Eine andere Annäherung wäre die Situation eines Entscheiders, der sich einer Aufklärung bedient. Die Späher werden, je nach Ausbildung und Fähigkeiten, unterschiedliche, ähnliche und gleiche Ergebnisse liefern. Es ist die Aufgabe des Entscheiders, alles zusammenzuführen, ein Bild zu erzeugen, was der Realität möglichst nah ist und darauf das Handeln abzustimmen. Für meinen Teil wünsche ich mir manchmal ein Filter mit der Bezeichnung „Gefühl“, den ich bei Bedarf vor die Linse schieben kann. Vielleicht auch noch jemanden in mir, der mich dabei bremst dort hinzuschauen, wo ich eigentlich nicht hinsehen will. Einer der mir sagt: „Du hast genug schlechte Bilder in Deiner Sammlung, konzentriere Dich mal lieber auf die Blumen!“ Aber was nicht ist, kann werden. Ein wenig schizophren wird es, wenn ich Mitmenschen auffordere, sich doch ein wenig mehr die schmutzigen Ecken anzusehen, während ich anderen den ungebetenen Rat gebe, sich lieber Hundewelpen anzusehen, statt ständig das Hässliche abzubilden. Es ist ein wenig, als wenn man sich mit einem Aktfotografen und einer Kriegsberichtfotografin auseinandersetzte. Wer von beiden hat sich für die richtige Form der Fotografie entschieden? Ich vermag es nicht zu sagen.

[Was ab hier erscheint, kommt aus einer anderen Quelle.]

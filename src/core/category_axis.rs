//! Category axis rules and cross-series grouping.

use indexmap::IndexSet;
use serde::{Deserialize, Serialize};

use crate::core::DoubleRange;

#[derive(Debug, Clone, Copy, PartialEq, Eq, Serialize, Deserialize, Default)]
pub enum CategoryLabelPlacement {
    OnTicks,
    /// Labels sit between ticks; the range grows by half a category per side.
    #[default]
    BetweenTicks,
}

/// Distinct categories shared by every series on a category axis.
#[derive(Debug, Clone, PartialEq, Default)]
pub struct CategoryGrouping {
    /// Distinct category labels in first-seen order.
    pub grouped_x_values: Vec<String>,
    /// Per series, the grouped index of each point.
    pub indices: Vec<Vec<f64>>,
}

impl CategoryGrouping {
    #[must_use]
    pub fn label(&self, index: f64) -> Option<&str> {
        if !index.is_finite() || index < -0.5 {
            return None;
        }
        self.grouped_x_values
            .get(index.round() as usize)
            .map(String::as_str)
    }
}

/// Groups the distinct X values of several series into one ordered list and
/// remaps every point onto it.
///
/// Grouping the same inputs twice produces the same ordering.
#[must_use]
pub fn group_data<S: AsRef<str>>(series_categories: &[&[S]]) -> CategoryGrouping {
    let mut distinct: IndexSet<&str> = IndexSet::new();
    for categories in series_categories {
        for category in categories.iter() {
            distinct.insert(category.as_ref());
        }
    }

    let indices = series_categories
        .iter()
        .map(|categories| {
            categories
                .iter()
                .map(|category| {
                    distinct
                        .get_index_of(category.as_ref())
                        .map_or(f64::NAN, |index| index as f64)
                })
                .collect()
        })
        .collect();

    CategoryGrouping {
        grouped_x_values: distinct.into_iter().map(str::to_owned).collect(),
        indices,
    }
}

/// Category intervals are whole categories.
#[must_use]
pub fn calculate_interval(range: DoubleRange, desired_count: f64) -> f64 {
    let delta = range.delta();
    if !delta.is_finite() || delta <= 0.0 {
        return 1.0;
    }
    (delta / desired_count.max(1.0)).floor().max(1.0)
}

#[must_use]
pub fn apply_range_padding(range: DoubleRange, placement: CategoryLabelPlacement) -> DoubleRange {
    let padded = match placement {
        CategoryLabelPlacement::BetweenTicks if !range.is_empty() => {
            DoubleRange::new(range.start() - 0.5, range.end() + 0.5)
        }
        _ => range,
    };
    if padded.is_empty() {
        DoubleRange::add_default_range(0.0)
    } else if padded.is_degenerate() {
        DoubleRange::add_default_range(padded.start())
    } else {
        padded
    }
}

/// Whole-number category positions inside `range`, stepping by `interval`.
#[must_use]
pub fn generate_ticks(range: DoubleRange, interval: f64, max_ticks: usize) -> Vec<f64> {
    if range.is_empty() {
        return Vec::new();
    }
    let interval = interval.round().max(1.0);
    let mut value = range.start().ceil().max(0.0);
    let mut ticks = Vec::new();
    while value <= range.end() + 1e-9 && ticks.len() < max_ticks {
        ticks.push(value);
        value += interval;
    }
    ticks
}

Selbst fühle ich mich immer noch als Fotograf, der über ein Kriegsgeschehen berichtet, aber eigentlich auf Tierfotograf umsatteln will. Im nächsten Atemzug erkennt, dass er vermutlich nicht im Streichelzoo landen würde, sondern in Borneo das traurige Schicksal der Orang-Utans dokumentiert. Doch es gelingt mir immer mehr, anhand des skizzierten Vergleichs zu erkennen, welche Art der Fotografie, Malerei, andere gewählt haben oder ihnen zugeteilt wurde. Es hilft ungemein zu verstehen, was ich sonst nicht verstehen könnte.